Le 18 avril 2025, Joel Mbiya Kanyinda a publié un message sur sa page Facebook dénonçant les irrégularités du processus de passation d’un marché public conclu le 19 novembre 2024 pour la réalisation d’un documentaire sur la guerre des six jours à Kisangani1 commandé par le Fonds de réparation des indemnisations des victimes des activités illicites de l’Ouganda en République démocratique du Congo (FRIVAO)2 au studio DIVO pour un montant de 1,2 million de dollars (approximativement 1,07 million d’Euros). Selon les informations reçues, le FRIVAO n'aurait procédé à aucun appel d’offres public, comme l’exige pourtant la réglementation en vigueur pour une opération d’un tel montant. Le marché aurait été passé de gré à gré, sans aucune transparence, et le Président du Conseil d’administration du FRIVAO a déclaré dans une lettre officielle (Réf. : N/RBKL/PRES CA/FRIVAO/KIS/2025, datée du 27 mars 2025) ne pas avoir été informé de cette opération. Selon les révélations de M. Kanyinda, le film devait être livré sous 48 jours après la passation du marché, mais six mois plus tard, le documentaire en question n’a toujours pas été présenté, ce qui soulève des doutes sérieux sur la réalité de sa production.
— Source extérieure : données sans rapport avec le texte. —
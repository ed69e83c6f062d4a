//! Question lifecycle: activation by board location and completion.

use uuid::Uuid;

use crate::{
  Error, Result,
  board::check_location,
  entity::{Question, QuestionPatch},
  store::GameStore,
};

/// Activate the question bound to the square at `location`, deactivating any
/// other active question first.
///
/// The catalog is reused across games, so the first incomplete question wins;
/// when every bound question is complete the first one is asked again.
pub async fn activate<S>(store: &S, location: u8) -> Result<Question>
where
  S: GameStore,
{
  check_location(location)?;
  let square = store
    .square_at(location)
    .await
    .map_err(Error::store)?
    .ok_or(Error::NoSquareAt(location))?;

  let bound = store
    .questions_for_square(square.square_id)
    .await
    .map_err(Error::store)?;
  let question = bound
    .iter()
    .find(|q| !q.complete)
    .or_else(|| bound.first())
    .cloned()
    .ok_or(Error::NoQuestionForSquare(square.square_id))?;

  if let Some(previous) = get_active(store).await?
    && previous.question_id != question.question_id
  {
    patch(store, previous.question_id, QuestionPatch {
      active: Some(false),
      ..QuestionPatch::default()
    })
    .await?;
  }

  let question = patch(store, question.question_id, QuestionPatch {
    active: Some(true),
    ..QuestionPatch::default()
  })
  .await?;
  tracing::debug!(question = %question.question_id, location, "question activated");
  Ok(question)
}

/// Mark a question complete and inactive. Completion is never undone.
pub async fn mark_complete<S>(store: &S, question_id: Uuid) -> Result<Question>
where
  S: GameStore,
{
  patch(store, question_id, QuestionPatch {
    active:   Some(false),
    complete: Some(true),
  })
  .await
}

/// Take a question off the air without completing it.
pub async fn deactivate<S>(store: &S, question_id: Uuid) -> Result<Question>
where
  S: GameStore,
{
  patch(store, question_id, QuestionPatch {
    active: Some(false),
    ..QuestionPatch::default()
  })
  .await
}

/// The single active question, if any. Absence is not an error.
pub async fn get_active<S>(store: &S) -> Result<Option<Question>>
where
  S: GameStore,
{
  store.active_question().await.map_err(Error::store)
}

async fn patch<S>(
  store: &S,
  question_id: Uuid,
  patch: QuestionPatch,
) -> Result<Question>
where
  S: GameStore,
{
  store
    .patch_question(question_id, patch)
    .await
    .map_err(Error::store)?
    .ok_or(Error::QuestionNotFound(question_id))
}
//! The caller's identity, as supplied by an external sign-in provider.
//!
//! The engine never authenticates anyone. It consumes an opaque user id and a
//! host capability flag and gates its entry points on them.

use serde::{Deserialize, Serialize};

use crate::{Error, Result};

pub trait Identity {
  /// `None` for an anonymous caller.
  fn current_user_id(&self) -> Option<&str>;

  /// Whether the caller holds the privileged host role.
  fn is_host(&self) -> bool;
}

/// Plain identity value, for callers that already resolved one.
#[derive(Debug, Clone, Default, PartialEq, Eq, Serialize, Deserialize)]
pub struct Caller {
  pub user_id: Option<String>,
  pub host:    bool,
}

impl Caller {
  pub fn host(user_id: impl Into<String>) -> Self {
    Self { user_id: Some(user_id.into()), host: true }
  }

  pub fn player(user_id: impl Into<String>) -> Self {
    Self { user_id: Some(user_id.into()), host: false }
  }

  pub fn anonymous() -> Self { Self::default() }
}

impl Identity for Caller {
  fn current_user_id(&self) -> Option<&str> { self.user_id.as_deref() }

  fn is_host(&self) -> bool { self.host }
}

/// Reject non-hosts before any store write.
pub fn require_host(caller: &impl Identity) -> Result<()> {
  if caller.is_host() {
    Ok(())
  } else {
    tracing::warn!(user = ?caller.current_user_id(), "host-only action rejected");
    Err(Error::Unauthorized("host role required"))
  }
}

/// The signed-in caller's user id.
pub fn require_user(caller: &impl Identity) -> Result<String> {
  caller
    .current_user_id()
    .map(str::to_owned)
    .ok_or(Error::Unauthorized("sign-in required"))
}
Quelques minutes après la publication de ces accusations sur Facebook, M. Chançard Bolukola, coordonnateur ad interim du FRIVAO, a contacté M. Kanyinda via la messagerie privée du réseau social en l’accusant de « trahison ». Peu de temps après, Jadot Bakam Kalala, proche de M. Bolukola, a appelé M. Kanyinda pendant plus de 20 minutes pour essayer de le convaincre de modifier sa publication, ce qu’il a refusé.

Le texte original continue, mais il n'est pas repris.